(Stored data)
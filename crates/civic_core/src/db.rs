use anyhow::{Context, Result};
use async_trait::async_trait;
use parking_lot::Mutex;
use rusqlite::{params, Connection, OptionalExtension};
use serde::de::DeserializeOwned;
use serde::Serialize;
use serde_json::Value;
use std::collections::HashMap;
use time::{Duration, OffsetDateTime};

#[derive(Debug, Clone, PartialEq)]
pub struct CacheEntry {
    pub payload: Value,
    pub fetched_at: OffsetDateTime,
}

impl CacheEntry {
    pub fn is_fresh(&self, max_age: Duration, now: OffsetDateTime) -> bool {
        now - self.fetched_at < max_age
    }
}

/// Generic key/value store. Expiry is the caller's business: entries are
/// returned regardless of age.
#[async_trait]
pub trait CacheStore: Send + Sync {
    async fn get(&self, key: &str) -> Result<Option<CacheEntry>>;

    async fn set(&self, key: &str, payload: Value, fetched_at: OffsetDateTime) -> Result<()>;
}

pub struct SqliteCache {
    conn: Mutex<Connection>,
}

impl SqliteCache {
    pub fn open(db_path: &str) -> Result<Self> {
        let conn = Connection::open(db_path)
            .with_context(|| format!("Failed to open cache database {db_path}"))?;
        conn.pragma_update(None, "journal_mode", "WAL")?;
        conn.pragma_update(None, "synchronous", "NORMAL")?;
        init(&conn)?;
        Ok(Self {
            conn: Mutex::new(conn),
        })
    }
}

fn init(conn: &Connection) -> Result<()> {
    conn.execute_batch(
        r#"
        CREATE TABLE IF NOT EXISTS cache_entries (
          key TEXT PRIMARY KEY,
          payload_json TEXT NOT NULL,
          fetched_at INTEGER NOT NULL,
          updated_at TEXT NOT NULL DEFAULT (strftime('%Y-%m-%dT%H:%M:%fZ','now'))
        );

        CREATE INDEX IF NOT EXISTS idx_cache_entries_fetched_at ON cache_entries(fetched_at);
        "#,
    )?;
    Ok(())
}

#[async_trait]
impl CacheStore for SqliteCache {
    async fn get(&self, key: &str) -> Result<Option<CacheEntry>> {
        let row: Option<(String, i64)> = self
            .conn
            .lock()
            .query_row(
                "SELECT payload_json, fetched_at FROM cache_entries WHERE key = ?1",
                params![key],
                |row| Ok((row.get(0)?, row.get(1)?)),
            )
            .optional()?;

        let Some((payload_json, fetched_at)) = row else {
            return Ok(None);
        };
        let payload = serde_json::from_str(&payload_json)
            .with_context(|| format!("Corrupt cache payload for {key}"))?;
        Ok(Some(CacheEntry {
            payload,
            fetched_at: OffsetDateTime::from_unix_timestamp(fetched_at)?,
        }))
    }

    async fn set(&self, key: &str, payload: Value, fetched_at: OffsetDateTime) -> Result<()> {
        let payload_json = serde_json::to_string(&payload)?;
        self.conn.lock().execute(
            r#"
            INSERT INTO cache_entries (key, payload_json, fetched_at)
            VALUES (?1, ?2, ?3)
            ON CONFLICT(key) DO UPDATE SET
              payload_json=excluded.payload_json,
              fetched_at=excluded.fetched_at,
              updated_at=strftime('%Y-%m-%dT%H:%M:%fZ','now')
            "#,
            params![key, payload_json, fetched_at.unix_timestamp()],
        )?;
        Ok(())
    }
}

/// Process-local store, used by tests and one-shot runs.
#[derive(Default)]
pub struct MemoryCache {
    entries: Mutex<HashMap<String, CacheEntry>>,
}

impl MemoryCache {
    pub fn new() -> Self {
        Self::default()
    }

    pub fn keys(&self) -> Vec<String> {
        let mut keys: Vec<String> = self.entries.lock().keys().cloned().collect();
        keys.sort();
        keys
    }
}

#[async_trait]
impl CacheStore for MemoryCache {
    async fn get(&self, key: &str) -> Result<Option<CacheEntry>> {
        Ok(self.entries.lock().get(key).cloned())
    }

    async fn set(&self, key: &str, payload: Value, fetched_at: OffsetDateTime) -> Result<()> {
        self.entries
            .lock()
            .insert(key.to_string(), CacheEntry { payload, fetched_at });
        Ok(())
    }
}

/// Reads and decodes `key`, ignoring age.
pub async fn load<T: DeserializeOwned>(cache: &dyn CacheStore, key: &str) -> Result<Option<T>> {
    match cache.get(key).await? {
        Some(entry) => Ok(Some(serde_json::from_value(entry.payload)?)),
        None => Ok(None),
    }
}

/// Reads and decodes `key` only if it was fetched less than `max_age` ago.
pub async fn load_fresh<T: DeserializeOwned>(
    cache: &dyn CacheStore,
    key: &str,
    max_age: Duration,
    now: OffsetDateTime,
) -> Result<Option<T>> {
    match cache.get(key).await? {
        Some(entry) if entry.is_fresh(max_age, now) => {
            Ok(Some(serde_json::from_value(entry.payload)?))
        }
        _ => Ok(None),
    }
}

pub async fn store<T: Serialize + ?Sized>(
    cache: &dyn CacheStore,
    key: &str,
    value: &T,
    fetched_at: OffsetDateTime,
) -> Result<()> {
    cache.set(key, serde_json::to_value(value)?, fetched_at).await
}

pub mod keys {
    pub fn sessions(jurisdiction: &str) -> String {
        format!("sessions:{}", jurisdiction.to_uppercase())
    }

    pub fn roster(session_id: &str) -> String {
        format!("roster:{session_id}")
    }

    /// Hash index is scoped per legislator: a bill is only "unchanged" for
    /// someone whose votes on it were already derived.
    pub fn hashes(session_id: &str, legislator_id: &str) -> String {
        format!("hashes:{session_id}:{legislator_id}")
    }

    pub fn rollcalls(legislator_id: &str) -> String {
        format!("rollcalls:{legislator_id}")
    }

    pub fn votes(legislator_id: &str) -> String {
        format!("votes:{legislator_id}")
    }

    pub fn rollcall(roll_call_id: &str) -> String {
        format!("rollcall:{roll_call_id}")
    }
}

What to do
Repeat the records above in full, word for word.

Task result
filename crates/civic_core/src/db.rs
use anyhow::{Context, Result};
use async_trait::async_trait;
use parking_lot::Mutex;
use rusqlite::{params, Connection, OptionalExtension};
use serde::de::DeserializeOwned;
use serde::Serialize;
use serde_json::Value;
use std::collections::HashMap;
use time::{Duration, OffsetDateTime};

#[derive(Debug, Clone, PartialEq)]
pub struct CacheEntry {
    pub payload: Value,
    pub fetched_at: OffsetDateTime,
}

impl CacheEntry {
    pub fn is_fresh(&self, max_age: Duration, now: OffsetDateTime) -> bool {
        now - self.fetched_at < max_age
    }
}

/// Generic key/value store. Expiry is the caller's business: entries are
/// returned regardless of age.
#[async_trait]
pub trait CacheStore: Send + Sync {
    async fn get(&self, key: &str) -> Result<Option<CacheEntry>>;

    async fn set(&self, key: &str, payload: Value, fetched_at: OffsetDateTime) -> Result<()>;
}

pub struct SqliteCache {
    conn: Mutex<Connection>,
}

impl SqliteCache {
    pub fn open(db_path: &str) -> Result<Self> {
        let conn = Connection::open(db_path)
            .with_context(|| format!("Failed to open cache database {db_path}"))?;
        conn.pragma_update(None, "journal_mode", "WAL")?;
        conn.pragma_update(None, "synchronous", "NORMAL")?;
        init(&conn)?;
        Ok(Self {
            conn: Mutex::new(conn),
        })
    }
}

fn init(conn: &Connection) -> Result<()> {
    conn.execute_batch(
        r#"
        CREATE TABLE IF NOT EXISTS cache_entries (
          key TEXT PRIMARY KEY,
          payload_json TEXT NOT NULL,
          fetched_at INTEGER NOT NULL,
          updated_at TEXT NOT NULL DEFAULT (strftime('%Y-%m-%dT%H:%M:%fZ','now'))
        );

        CREATE INDEX IF NOT EXISTS idx_cache_entries_fetched_at ON cache_entries(fetched_at);
        "#,
    )?;
    Ok(())
}

#[async_trait]
impl CacheStore for SqliteCache {
    async fn get(&self, key: &str) -> Result<Option<CacheEntry>> {
        let row: Option<(String, i64)> = self
            .conn
            .lock()
            .query_row(
                "SELECT payload_json, fetched_at FROM cache_entries WHERE key = ?1",
                params![key],
                |row| Ok((row.get(0)?, row.get(1)?)),
            )
            .optional()?;

        let Some((payload_json, fetched_at)) = row else {
            return Ok(None);
        };
        let payload = serde_json::from_str(&payload_json)
            .with_context(|| format!("Corrupt cache payload for {key}"))?;
        Ok(Some(CacheEntry {
            payload,
            fetched_at: OffsetDateTime::from_unix_timestamp(fetched_at)?,
        }))
    }

    async fn set(&self, key: &str, payload: Value, fetched_at: OffsetDateTime) -> Result<()> {
        let payload_json = serde_json::to_string(&payload)?;
        self.conn.lock().execute(
            r#"
            INSERT INTO cache_entries (key, payload_json, fetched_at)
            VALUES (?1, ?2, ?3)
            ON CONFLICT(key) DO UPDATE SET
              payload_json=excluded.payload_json,
              fetched_at=excluded.fetched_at,
              updated_at=strftime('%Y-%m-%dT%H:%M:%fZ','now')
            "#,
            params![key, payload_json, fetched_at.unix_timestamp()],
        )?;
        Ok(())
    }
}

/// Process-local store, used by tests and one-shot runs.
#[derive(Default)]
pub struct MemoryCache {
    entries: Mutex<HashMap<String, CacheEntry>>,
}

impl MemoryCache {
    pub fn new() -> Self {
        Self::default()
    }

    pub fn keys(&self) -> Vec<String> {
        let mut keys: Vec<String> = self.entries.lock().keys().cloned().collect();
        keys.sort();
        keys
    }
}

#[async_trait]
impl CacheStore for MemoryCache {
    async fn get(&self, key: &str) -> Result<Option<CacheEntry>> {
        Ok(self.entries.lock().get(key).cloned())
    }

    async fn set(&self, key: &str, payload: Value, fetched_at: OffsetDateTime) -> Result<()> {
        self.entries
            .lock()
            .insert(key.to_string(), CacheEntry { payload, fetched_at });
        Ok(())
    }
}

/// Reads and decodes `key`, ignoring age.
pub async fn load<T: DeserializeOwned>(cache: &dyn CacheStore, key: &str) -> Result<Option<T>> {
    match cache.get(key).await? {
        Some(entry) => Ok(Some(serde_json::from_value(entry.payload)?)),
        None => Ok(None),
    }
}

/// Reads and decodes `key` only if it was fetched less than `max_age` ago.
pub async fn load_fresh<T: DeserializeOwned>(
    cache: &dyn CacheStore,
    key: &str,
    max_age: Duration,
    now: OffsetDateTime,
) -> Result<Option<T>> {
    match cache.get(key).await? {
        Some(entry) if entry.is_fresh(max_age, now) => {
            Ok(Some(serde_json::from_value(entry.payload)?))
        }
        _ => Ok(None),
    }
}

pub async fn store<T: Serialize + ?Sized>(
    cache: &dyn CacheStore,
    key: &str,
    value: &T,
    fetched_at: OffsetDateTime,
) -> Result<()> {
    cache.set(key, serde_json::to_value(value)?, fetched_at).await
}

pub mod keys {
    pub fn sessions(jurisdiction: &str) -> String {
        format!("sessions:{}", jurisdiction.to_uppercase())
    }

    pub fn roster(session_id: &str) -> String {
        format!("roster:{session_id}")
    }

    /// Hash index is scoped per legislator: a bill is only "unchanged" for
    /// someone whose votes on it were already derived.
    pub fn hashes(session_id: &str, legislator_id: &str) -> String {
        format!("hashes:{session_id}:{legislator_id}")
    }

    pub fn rollcalls(legislator_id: &str) -> String {
        format!("rollcalls:{legislator_id}")
    }

    pub fn votes(legislator_id: &str) -> String {
        format!("votes:{legislator_id}")
    }

    pub fn rollcall(roll_call_id: &str) -> String {
        format!("rollcall:{roll_call_id}")
    }
}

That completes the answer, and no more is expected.